GOAL OF THE EXERCISE: Set all of the entries down again precisely as they are written.

Saved entries:
——

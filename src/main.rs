mod commands;
mod config;
mod fetch;
mod x;

use std::process::ExitCode;

use clap::{Parser, Subcommand};
use tracing_subscriber::EnvFilter;

use config::{AnnounceConfig, ScheduleConfig};

#[derive(Parser)]
#[command(name = "streamcal")]
#[command(about = "Build a stream schedule from a calendar feed and announce the next stream")]
struct Cli {
    #[command(subcommand)]
    command: Commands,
}

#[derive(Subcommand)]
enum Commands {
    /// Fetch the calendar feed and write the schedule JSON
    Schedule(ScheduleConfig),
    /// Announce the next upcoming stream on X, once per event
    Announce(AnnounceConfig),
}

#[tokio::main]
async fn main() -> ExitCode {
    // Values from .env only fill in what the environment does not set
    dotenvy::dotenv().ok();

    tracing_subscriber::fmt()
        .with_env_filter(
            EnvFilter::try_from_default_env()
                .unwrap_or_else(|_| "streamcal=info,streamcal_core=info".into()),
        )
        .with_target(false)
        .init();

    let cli = Cli::parse();

    let result = match cli.command {
        Commands::Schedule(config) => commands::schedule::run(config).await,
        Commands::Announce(config) => commands::announce::run(config).await,
    };

    match result {
        Ok(()) => ExitCode::SUCCESS,
        Err(e) => {
            tracing::error!("{:#}", e);
            ExitCode::FAILURE
        }
    }
}
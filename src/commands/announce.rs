use anyhow::Result;
use chrono::Utc;
use streamcal_core::announcer::{AnnounceOutcome, Announcer};
use streamcal_core::state::FileStateStore;

use crate::config::AnnounceConfig;
use crate::fetch::HttpScheduleSource;
use crate::x::XClient;

pub async fn run(config: AnnounceConfig) -> Result<()> {
    let source = HttpScheduleSource::new(config.schedule_url.clone());
    let store = FileStateStore::new(&config.state_file);

    let outcome = if config.dry_run {
        Announcer::new(source, store, DryRunPublisher, config.announce_options())
            .run(Utc::now())
            .await?
    } else {
        // Checked before any request goes out
        let publisher = XClient::new(config.credentials.require()?)?;
        Announcer::new(source, store, publisher, config.announce_options())
            .run(Utc::now())
            .await?
    };

    match outcome {
        AnnounceOutcome::NoFutureEvent => tracing::info!("No future event. Skip."),
        AnnounceOutcome::AlreadyPosted { key } => {
            tracing::info!(%key, "Already posted for this event key. Skip.")
        }
        AnnounceOutcome::Drafted { key, text } => {
            tracing::info!(%key, "Dry run, not posting");
            println!("{}", text);
        }
        AnnounceOutcome::Published { key, post_id, text } => {
            tracing::debug!("Posted text:\n{}", text);
            tracing::info!(
                %key,
                "Posted: {}",
                post_id.as_deref().unwrap_or("(no id returned)")
            );
        }
    }

    Ok(())
}

/// Stand-in for dry runs; the announcer never calls it.
struct DryRunPublisher;

#[async_trait::async_trait]
impl streamcal_core::announcer::Publisher for DryRunPublisher {
    async fn publish(&self, _text: &str) -> streamcal_core::Result<Option<String>> {
        Err(streamcal_core::Error::Publish(
            "publishing is disabled in dry-run mode".to_string(),
        ))
    }
}
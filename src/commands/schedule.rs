use anyhow::{Context, Result};
use chrono::Utc;
use streamcal_core::schedule::normalize;

use crate::config::ScheduleConfig;
use crate::fetch::fetch_calendar;

pub async fn run(config: ScheduleConfig) -> Result<()> {
    let ics = fetch_calendar(&config.calendar_url)
        .await
        .context("Failed to fetch calendar feed")?;

    let doc = normalize(&ics, Utc::now(), &config.normalize_options())?;
    let json = doc.to_json()?;

    if let Some(dir) = config.out.parent().filter(|d| !d.as_os_str().is_empty()) {
        std::fs::create_dir_all(dir)
            .with_context(|| format!("Failed to create {}", dir.display()))?;
    }
    std::fs::write(&config.out, json)
        .with_context(|| format!("Failed to write {}", config.out.display()))?;

    tracing::info!(
        "Wrote {} with {} items",
        config.out.display(),
        doc.items.len()
    );

    Ok(())
}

——

FINISHED TASK:
filename src/main.rs
mod commands;
mod config;
mod fetch;
mod x;

use std::process::ExitCode;

use clap::{Parser, Subcommand};
use tracing_subscriber::EnvFilter;

use config::{AnnounceConfig, ScheduleConfig};

#[derive(Parser)]
#[command(name = "streamcal")]
#[command(about = "Build a stream schedule from a calendar feed and announce the next stream")]
struct Cli {
    #[command(subcommand)]
    command: Commands,
}

#[derive(Subcommand)]
enum Commands {
    /// Fetch the calendar feed and write the schedule JSON
    Schedule(ScheduleConfig),
    /// Announce the next upcoming stream on X, once per event
    Announce(AnnounceConfig),
}

#[tokio::main]
async fn main() -> ExitCode {
    // Values from .env only fill in what the environment does not set
    dotenvy::dotenv().ok();

    tracing_subscriber::fmt()
        .with_env_filter(
            EnvFilter::try_from_default_env()
                .unwrap_or_else(|_| "streamcal=info,streamcal_core=info".into()),
        )
        .with_target(false)
        .init();

    let cli = Cli::parse();

    let result = match cli.command {
        Commands::Schedule(config) => commands::schedule::run(config).await,
        Commands::Announce(config) => commands::announce::run(config).await,
    };

    match result {
        Ok(()) => ExitCode::SUCCESS,
        Err(e) => {
            tracing::error!("{:#}", e);
            ExitCode::FAILURE
        }
    }
}
filename src/commands/announce.rs
use anyhow::Result;
use chrono::Utc;
use streamcal_core::announcer::{AnnounceOutcome, Announcer};
use streamcal_core::state::FileStateStore;

use crate::config::AnnounceConfig;
use crate::fetch::HttpScheduleSource;
use crate::x::XClient;

pub async fn run(config: AnnounceConfig) -> Result<()> {
    let source = HttpScheduleSource::new(config.schedule_url.clone());
    let store = FileStateStore::new(&config.state_file);

    let outcome = if config.dry_run {
        Announcer::new(source, store, DryRunPublisher, config.announce_options())
            .run(Utc::now())
            .await?
    } else {
        // Checked before any request goes out
        let publisher = XClient::new(config.credentials.require()?)?;
        Announcer::new(source, store, publisher, config.announce_options())
            .run(Utc::now())
            .await?
    };

    match outcome {
        AnnounceOutcome::NoFutureEvent => tracing::info!("No future event. Skip."),
        AnnounceOutcome::AlreadyPosted { key } => {
            tracing::info!(%key, "Already posted for this event key. Skip.")
        }
        AnnounceOutcome::Drafted { key, text } => {
            tracing::info!(%key, "Dry run, not posting");
            println!("{}", text);
        }
        AnnounceOutcome::Published { key, post_id, text } => {
            tracing::debug!("Posted text:\n{}", text);
            tracing::info!(
                %key,
                "Posted: {}",
                post_id.as_deref().unwrap_or("(no id returned)")
            );
        }
    }

    Ok(())
}

/// Stand-in for dry runs; the announcer never calls it.
struct DryRunPublisher;

#[async_trait::async_trait]
impl streamcal_core::announcer::Publisher for DryRunPublisher {
    async fn publish(&self, _text: &str) -> streamcal_core::Result<Option<String>> {
        Err(streamcal_core::Error::Publish(
            "publishing is disabled in dry-run mode".to_string(),
        ))
    }
}
filename src/commands/schedule.rs
use anyhow::{Context, Result};
use chrono::Utc;
use streamcal_core::schedule::normalize;

use crate::config::ScheduleConfig;
use crate::fetch::fetch_calendar;

pub async fn run(config: ScheduleConfig) -> Result<()> {
    let ics = fetch_calendar(&config.calendar_url)
        .await
        .context("Failed to fetch calendar feed")?;

    let doc = normalize(&ics, Utc::now(), &config.normalize_options())?;
    let json = doc.to_json()?;

    if let Some(dir) = config.out.parent().filter(|d| !d.as_os_str().is_empty()) {
        std::fs::create_dir_all(dir)
            .with_context(|| format!("Failed to create {}", dir.display()))?;
    }
    std::fs::write(&config.out, json)
        .with_context(|| format!("Failed to write {}", config.out.display()))?;

    tracing::info!(
        "Wrote {} with {} items",
        config.out.display(),
        doc.items.len()
    );

    Ok(())
}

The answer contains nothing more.